There would be even more to like about Alter Eco if it was a bigger company. The challenge for its founders,  Mathieu Senard and Edouard Rollet, who I visited last fall in San Francisco, is to figure how to drive growth without compromising their values.

My story about Alter Eco, which ran this week at  Guardian Sustainable Business, begins like this:

What would a truly sustainable food company look like? That’s hard to say, but a small company called Alter Eco, which sells quinoa, rice, chocolate and sugar grown in Latin America, Asia and Africa, offers a clue or two.

Striving to hit the very highest environmental and social standards, Alter Eco sources only Fair Trade commodities, buying from small-farm co-operatives. Its products are certified organic. It offsets its carbon emissions. And, when the founders could not find packaging that satisfied them, they designed their own: a bio-based, backyard-compostable package with no petroleum or chemicals or genetically modified corn.

“We are trying to push the envelope towards full sustainability,” CEO Mathieu Senard says.

The trouble is, Alter Eco is small – it reported just $7m in revenues in 2012. When I visited co-founders Senard and Edouard Rollet at Alter Eco’s headquarters in San Francisco, they told me that sales topped $10m in 2013 and are expected to jump 44% to $14.5m this year. “We can go to $100m in the next five to 10 years,” Senard claims.

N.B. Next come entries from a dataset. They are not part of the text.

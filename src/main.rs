use bevy::app::ScheduleRunnerPlugin;
use bevy::prelude::*;

use pursuit::game::scenario::ScenarioPlugin;
use pursuit::game::GamePlugin;

use tracing_subscriber::{fmt, layer::SubscriberExt, util::SubscriberInitExt, EnvFilter};
use tracing_appender::rolling::{RollingFileAppender, Rotation};
use std::fs;
use std::path::{Path, PathBuf};
use std::time::Duration;

fn setup_file_logging() -> std::io::Result<String> {
    // Create logs directory if it doesn't exist
    let log_dir = PathBuf::from("logs");
    fs::create_dir_all(&log_dir)?;

    // Clean up old log files, keeping only the last 25
    cleanup_old_logs(&log_dir, 25);

    // Generate timestamped filename
    let now = chrono::Local::now();
    let log_filename = format!("pursuit_{}.log", now.format("%Y%m%d_%H%M%S"));
    let log_file_path = log_dir.join(&log_filename);
    let log_path_str = log_file_path.to_string_lossy().to_string();

    // Create file appender with timestamped filename
    let file_appender = RollingFileAppender::new(
        Rotation::NEVER, // Don't rotate during a single run
        &log_dir,
        &log_filename
    );

    // Create a formatting layer for the file
    let file_layer = fmt::layer()
        .with_writer(file_appender)
        .with_ansi(false); // No ANSI colors in file

    // Create a formatting layer for stdout (minimal)
    let stdout_layer = fmt::layer()
        .with_writer(std::io::stdout)
        .with_target(false);

    // Set up the subscriber with both layers
    let filter = EnvFilter::try_from_default_env()
        .unwrap_or_else(|_| {
            EnvFilter::new("bevy_ecs=info,bevy_app=info,pursuit=info")
        });

    tracing_subscriber::registry()
        .with(filter)
        .with(file_layer)
        .with(stdout_layer)
        .init();

    Ok(log_path_str)
}

fn cleanup_old_logs(log_dir: &Path, keep_count: usize) {
    if let Ok(entries) = fs::read_dir(log_dir) {
        let mut log_files: Vec<_> = entries
            .filter_map(|e| e.ok())
            .filter(|e| {
                e.path()
                    .file_name()
                    .and_then(|n| n.to_str())
                    .map(|s| s.starts_with("pursuit") && s.ends_with(".log"))
                    .unwrap_or(false)
            })
            .collect();

        // Sort by modified time (oldest first)
        log_files.sort_by_key(|e| e.metadata().ok().and_then(|m| m.modified().ok()));

        // Delete oldest files if we exceed keep_count
        if log_files.len() > keep_count {
            for file in log_files.iter().take(log_files.len() - keep_count) {
                let _ = fs::remove_file(file.path());
            }
        }
    }
}

fn main() {
    // Set up file logging and get the log file path
    match setup_file_logging() {
        Ok(log_file) => {
            println!("╔══════════════════════════════════════════════════════════╗");
            println!("║  Pursuit - Logging to file                               ║");
            println!("╠══════════════════════════════════════════════════════════╣");
            println!("║  Log file: {:<45} ║", log_file);
            println!("╚══════════════════════════════════════════════════════════╝");
        }
        Err(e) => eprintln!("Failed to create logs directory: {}", e),
    }

    // Headless: no window, no renderer, Bevy's LogPlugin is not part of MinimalPlugins
    App::new()
        .add_plugins(MinimalPlugins.set(ScheduleRunnerPlugin::run_loop(Duration::from_secs_f64(1.0 / 60.0))))
        .add_plugins(GamePlugin)
        .add_plugins(ScenarioPlugin)
        .run();
}
//! Messages crossing the simulation boundary.
//!
//! Inputs are written by the game layer and drained in `SimSet::Input`.
//! Outputs are written during the tick for terrain, HUD and audio
//! collaborators to read.

use bevy::prelude::*;
use serde::{Deserialize, Serialize};

use crate::game::types::{AgentId, AgentKind};

// ============================================================================
// Inputs
// ============================================================================

/// Spawn an agent of `kind`, or the spawn table's pick when `None`.
#[derive(Event, Message, Debug, Clone)]
pub struct SpawnAgent {
    pub kind: Option<AgentKind>,
    pub pos: Vec2,
}

/// External damage to one agent.
#[derive(Event, Message, Debug, Clone)]
pub struct DamageAgent {
    pub agent: AgentId,
    pub amount: i32,
}

/// External damage to train markers inside a circle.
#[derive(Event, Message, Debug, Clone)]
pub struct StrikeMarkers {
    pub center: Vec2,
    pub radius: f32,
}

// ============================================================================
// Outputs
// ============================================================================

#[derive(Debug, Clone, Copy, PartialEq, Eq, Hash, Serialize, Deserialize)]
pub enum RemovalReason {
    Decay,
    Damage,
    OutOfBounds,
    /// Folded into another train as a marker.
    Absorbed,
}

/// An agent pressed against a damageable wall cell this tick.
#[derive(Event, Message, Debug, Clone, PartialEq)]
pub struct WallContact {
    pub agent: AgentId,
    pub cell: IVec2,
}

#[derive(Event, Message, Debug, Clone, PartialEq)]
pub struct AgentRemoved {
    pub agent: AgentId,
    pub kind: AgentKind,
    pub reason: RemovalReason,
}

#[derive(Event, Message, Debug, Clone, PartialEq)]
pub struct AgentDamaged {
    pub agent: AgentId,
    pub amount: i32,
}

#[derive(Event, Message, Debug, Clone, PartialEq)]
pub struct MarkersStruck {
    pub count: usize,
}
use bevy::prelude::*;
use bevy::math::I64Vec2;

use crate::game::types::AgentId;
use super::{CellRect, SpatialIndex};

impl SpatialIndex {
    /// Ids within `radius` of `center` (inclusive), sorted by id.
    pub fn query_radius(&self, center: Vec2, radius: f32) -> Vec<AgentId> {
        let mut out = Vec::new();
        self.query_radius_into(center, radius, &mut out);
        out
    }

    /// Allocation-free variant of [`SpatialIndex::query_radius`].
    /// Clears `out` before populating it.
    pub fn query_radius_into(&self, center: Vec2, radius: f32, out: &mut Vec<AgentId>) {
        out.clear();
        if radius < 0.0 || !center.is_finite() {
            return;
        }
        let radius_sq = radius * radius;
        let rect = CellRect::new(
            self.cell_for(center - Vec2::splat(radius)),
            self.cell_for(center + Vec2::splat(radius)),
        );
        self.for_each_in_rect(rect, |id| {
            if let Some(entry) = self.entries.get(&id) {
                if entry.pos.distance_squared(center) <= radius_sq {
                    out.push(id);
                }
            }
        });
        out.sort_unstable();
    }

    /// Every id whose cell lies in `rect`, sorted by id.
    pub fn query_cells(&self, rect: CellRect) -> Vec<AgentId> {
        let mut out = Vec::new();
        self.for_each_in_rect(rect, |id| out.push(id));
        out.sort_unstable();
        out
    }

    /// Number of ids in a single cell.
    pub fn cell_count(&self, cell: IVec2) -> usize {
        self.cells.get(&cell).map_or(0, |bucket| bucket.len())
    }

    fn for_each_in_rect(&self, rect: CellRect, mut visit: impl FnMut(AgentId)) {
        if rect.is_empty() {
            return;
        }
        let span = rect.max.as_i64vec2() - rect.min.as_i64vec2() + I64Vec2::ONE;
        // Sparse scan when the rectangle is much larger than the populated set.
        if span.x.saturating_mul(span.y) > self.cells.len() as i64 * 4 {
            for (cell, bucket) in &self.cells {
                if rect.contains(*cell) {
                    bucket.iter().copied().for_each(&mut visit);
                }
            }
            return;
        }
        for y in rect.min.y..=rect.max.y {
            for x in rect.min.x..=rect.max.x {
                if let Some(bucket) = self.cells.get(&IVec2::new(x, y)) {
                    bucket.iter().copied().for_each(&mut visit);
                }
            }
        }
    }
}
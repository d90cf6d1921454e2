use bevy::prelude::*;
use serde::{Deserialize, Serialize};

use crate::game::types::AgentKind;

pub const INITIAL_CONFIG_PATH: &str = "assets/initial_config.ron";

/// Scenario configuration loaded once at startup.
///
/// Every value here is fixed for the lifetime of a scenario: the simulation
/// reads the sanitized copy in [`crate::game::simulation::SimConfig`] and
/// never looks back at this resource after startup. Distances are world
/// units, speeds are world units per tick, durations are milliseconds of
/// simulation time unless the field name says ticks.
#[derive(Resource, Deserialize, Serialize, Clone, Debug)]
#[serde(default)]
pub struct InitialConfig {
    pub seed: u64,
    pub tick_rate: f64,
    pub world: WorldConfig,
    pub agent: AgentConfig,
    pub spawn_ratios: SpawnRatios,
    pub scent: ScentConfig,
    pub tracker: TrackerConfig,
    pub wall_hug: WallHugConfig,
    pub train: TrainConfig,
    pub congestion: CongestionConfig,
    pub solitary: SolitaryConfig,
    pub dog: DogConfig,
    pub spatial_cell_size: f32,
    /// Agents spawned by the demo scenario at startup.
    pub initial_agents: usize,
}

#[derive(Deserialize, Serialize, Clone, Debug)]
#[serde(default)]
pub struct WorldConfig {
    pub cols: u32,
    pub rows: u32,
    pub cell_size: f32,
}

#[derive(Deserialize, Serialize, Clone, Debug)]
#[serde(default)]
pub struct AgentConfig {
    pub radius: f32,
    pub base_speed: f32,
    /// Fraction of the base speed used as a uniform jitter at spawn.
    pub speed_jitter: f32,
    pub separation_distance: f32,
    pub max_durability: i32,
    /// Ticks for a full durability bar to decay to zero. Zero disables decay.
    pub decay_frames: f32,
    pub decay_min_speed_ratio: f32,
    pub sight_range: f32,
    pub wander_interval_ms: u64,
    pub max_agents: usize,
}

/// Relative spawn weights per agent kind.
#[derive(Deserialize, Serialize, Clone, Debug)]
#[serde(default)]
pub struct SpawnRatios {
    pub normal: f32,
    pub tracker: f32,
    pub wall_hugger: f32,
    pub train: f32,
    pub spacing_seeker: f32,
    pub dog: f32,
}

#[derive(Deserialize, Serialize, Clone, Debug)]
#[serde(default)]
pub struct ScentConfig {
    pub step_distance: f32,
    pub max_footprints: usize,
    pub lifetime_ms: u64,
}

#[derive(Deserialize, Serialize, Clone, Debug)]
#[serde(default)]
pub struct TrackerConfig {
    pub sight_range: f32,
    pub scan_interval_ticks: u64,
    pub scent_radius: f32,
    pub far_scent_radius: f32,
    /// Freshness margin: a footprint this much newer than the target wins outright.
    pub newer_footprint_ms: u64,
    pub top_k: usize,
    pub lost_timeout_ms: u64,
    /// On trail loss, a target closer than this seeds the wander heading.
    pub lost_nudge_range: f32,
    pub wander_interval_ms: u64,
}

#[derive(Deserialize, Serialize, Clone, Debug)]
#[serde(default)]
pub struct WallHugConfig {
    pub sight_range: f32,
    pub probe_min_distance: f32,
    pub probe_cell_ratio: f32,
    pub probe_step: f32,
    pub probe_angle_deg: f32,
    /// Desired clearance between the agent's edge and the wall.
    pub target_gap: f32,
    pub turn_step_deg: f32,
    pub reference_speed: f32,
    pub lost_wall_ms: u64,
    pub gap_turn_deg: f32,
    pub bump_reverse_chance: f32,
}

#[derive(Deserialize, Serialize, Clone, Debug)]
#[serde(default)]
pub struct TrainConfig {
    pub speed_multiplier: f32,
    pub sight_range: f32,
    pub join_radius: f32,
    pub history_proximity: f32,
    pub merge_dwell_ms: u64,
    pub dissolve_interval_ms: u64,
    pub sample_gap: usize,
    pub record_threshold: f32,
    pub repel_ticks: u32,
    pub repel_strength: f32,
    pub draw_shift_alpha: f32,
}

#[derive(Deserialize, Serialize, Clone, Debug)]
#[serde(default)]
pub struct CongestionConfig {
    pub cadence_ticks: u64,
    pub cell_size: f32,
    pub threshold: usize,
}

#[derive(Deserialize, Serialize, Clone, Debug)]
#[serde(default)]
pub struct SolitaryConfig {
    pub window_ticks: u32,
    pub band_cells: i32,
    pub target_weight: u32,
    pub sight_range: f32,
    pub reverse_tolerance: u32,
}

#[derive(Deserialize, Serialize, Clone, Debug)]
#[serde(default)]
pub struct DogConfig {
    pub radius: f32,
    pub sight_range: f32,
    pub pack_chase_range: f32,
    pub patrol_speed: f32,
    pub assault_speed: f32,
    pub charge_windup_ticks: u32,
    pub bite_interval_ticks: u32,
    pub bite_damage: i32,
    pub wander_interval_ms: u64,
}

pub struct ConfigPlugin;

impl Plugin for ConfigPlugin {
    fn build(&self, app: &mut App) {
        app.add_systems(PreStartup, load_initial_config);
    }
}

#[derive(Debug)]
pub enum ConfigError {
    Io(std::io::Error),
    Parse(ron::error::SpannedError),
}

impl std::fmt::Display for ConfigError {
    fn fmt(&self, f: &mut std::fmt::Formatter<'_>) -> std::fmt::Result {
        match self {
            ConfigError::Io(e) => write!(f, "read failed: {}", e),
            ConfigError::Parse(e) => write!(f, "parse failed: {}", e),
        }
    }
}

impl std::error::Error for ConfigError {}

impl InitialConfig {
    pub fn from_ron_str(contents: &str) -> Result<Self, ConfigError> {
        ron::from_str::<InitialConfig>(contents).map_err(ConfigError::Parse)
    }

    pub fn from_file(path: &str) -> Result<Self, ConfigError> {
        let contents = std::fs::read_to_string(path).map_err(ConfigError::Io)?;
        Self::from_ron_str(&contents)
    }
}

/// Load the scenario configuration synchronously at startup.
///
/// A config already present in the world (inserted by a test or an
/// embedding app) wins over the file on disk.
fn load_initial_config(mut commands: Commands, existing: Option<Res<InitialConfig>>) {
    if existing.is_some() {
        info!("InitialConfig already provided, skipping {}", INITIAL_CONFIG_PATH);
        return;
    }

    match InitialConfig::from_file(INITIAL_CONFIG_PATH) {
        Ok(config) => {
            info!("Loaded initial config from {}", INITIAL_CONFIG_PATH);
            commands.insert_resource(config);
        }
        Err(e) => {
            error!("Failed to load {}: {}", INITIAL_CONFIG_PATH, e);
            error!("Using default InitialConfig");
            commands.insert_resource(InitialConfig::default());
        }
    }
}

impl SpawnRatios {
    pub fn weight(&self, kind: AgentKind) -> f32 {
        match kind {
            AgentKind::Normal => self.normal,
            AgentKind::Tracker => self.tracker,
            AgentKind::WallHugger => self.wall_hugger,
            AgentKind::Train => self.train,
            AgentKind::SpacingSeeker => self.spacing_seeker,
            AgentKind::PursuitDog => self.dog,
        }
    }

    /// Only one kind spawns.
    pub fn only(kind: AgentKind) -> Self {
        let mut ratios = Self {
            normal: 0.0,
            tracker: 0.0,
            wall_hugger: 0.0,
            train: 0.0,
            spacing_seeker: 0.0,
            dog: 0.0,
        };
        match kind {
            AgentKind::Normal => ratios.normal = 1.0,
            AgentKind::Tracker => ratios.tracker = 1.0,
            AgentKind::WallHugger => ratios.wall_hugger = 1.0,
            AgentKind::Train => ratios.train = 1.0,
            AgentKind::SpacingSeeker => ratios.spacing_seeker = 1.0,
            AgentKind::PursuitDog => ratios.dog = 1.0,
        }
        ratios
    }
}

impl Default for InitialConfig {
    fn default() -> Self {
        Self {
            seed: 7,
            tick_rate: 60.0,
            world: WorldConfig::default(),
            agent: AgentConfig::default(),
            spawn_ratios: SpawnRatios::default(),
            scent: ScentConfig::default(),
            tracker: TrackerConfig::default(),
            wall_hug: WallHugConfig::default(),
            train: TrainConfig::default(),
            congestion: CongestionConfig::default(),
            solitary: SolitaryConfig::default(),
            dog: DogConfig::default(),
            spatial_cell_size: 32.0,
            initial_agents: 120,
        }
    }
}

impl Default for WorldConfig {
    fn default() -> Self {
        Self { cols: 40, rows: 30, cell_size: 32.0 }
    }
}

impl Default for AgentConfig {
    fn default() -> Self {
        Self {
            radius: 8.0,
            base_speed: 0.9,
            speed_jitter: 0.2,
            separation_distance: 20.0,
            max_durability: 100,
            decay_frames: 60.0 * 60.0 * 3.0,
            decay_min_speed_ratio: 0.45,
            sight_range: 120.0,
            wander_interval_ms: 1600,
            max_agents: 400,
        }
    }
}

impl Default for SpawnRatios {
    fn default() -> Self {
        Self {
            normal: 0.4,
            tracker: 0.2,
            wall_hugger: 0.15,
            train: 0.1,
            spacing_seeker: 0.1,
            dog: 0.05,
        }
    }
}

impl Default for ScentConfig {
    fn default() -> Self {
        Self {
            step_distance: 24.0,
            max_footprints: 300,
            lifetime_ms: 135_000,
        }
    }
}

impl Default for TrackerConfig {
    fn default() -> Self {
        Self {
            sight_range: 160.0,
            scan_interval_ticks: 30,
            scent_radius: 96.0,
            far_scent_radius: 320.0,
            newer_footprint_ms: 1200,
            top_k: 3,
            lost_timeout_ms: 6000,
            lost_nudge_range: 240.0,
            wander_interval_ms: 2400,
        }
    }
}

impl Default for WallHugConfig {
    fn default() -> Self {
        Self {
            sight_range: 160.0,
            probe_min_distance: 24.0,
            probe_cell_ratio: 0.75,
            probe_step: 1.0,
            probe_angle_deg: 45.0,
            target_gap: 6.0,
            turn_step_deg: 5.0,
            reference_speed: 0.9,
            lost_wall_ms: 2500,
            gap_turn_deg: 90.0,
            bump_reverse_chance: 0.1,
        }
    }
}

impl Default for TrainConfig {
    fn default() -> Self {
        Self {
            speed_multiplier: 1.1,
            sight_range: 220.0,
            join_radius: 36.0,
            history_proximity: 24.0,
            merge_dwell_ms: 250,
            dissolve_interval_ms: 0,
            sample_gap: 10,
            record_threshold: 2.0,
            repel_ticks: 12,
            repel_strength: 1.5,
            draw_shift_alpha: 0.45,
        }
    }
}

impl Default for CongestionConfig {
    fn default() -> Self {
        Self {
            cadence_ticks: 15,
            cell_size: 32.0,
            threshold: 3,
        }
    }
}

impl Default for SolitaryConfig {
    fn default() -> Self {
        Self {
            window_ticks: 10,
            band_cells: 3,
            target_weight: 3,
            sight_range: 160.0,
            reverse_tolerance: 1,
        }
    }
}

impl Default for DogConfig {
    fn default() -> Self {
        Self {
            radius: 7.0,
            sight_range: 200.0,
            pack_chase_range: 160.0,
            patrol_speed: 0.7,
            assault_speed: 2.2,
            charge_windup_ticks: 20,
            bite_interval_ticks: 30,
            bite_damage: 10,
            wander_interval_ms: 1800,
        }
    }
}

That said, big food companies measure their sales in billions, not millions. General Mills booked sales of nearly $18bn in the 2013 fiscal year, meaning it does more business in a day than Alter Eco does in a year. For small, socially responsible companies like Alter Eco to have a big impact, they either need to grow rapidly, or influence their much larger competitors, or both.

Part of the problem facing Alter Eco is pricing. Paying Fair Trade prices, sourcing from smaller coops and carbon offsets all cost money, costs which have to be passed along to consumers. (That 2.82 oz. quinoa bar retails for about $3.50.) Higher prices, of course, limit demand–and growth. This is a challenge that has been overcome by a handful of values-driven food companies, including Starbucks and Stonyfield Yogurt. But not many.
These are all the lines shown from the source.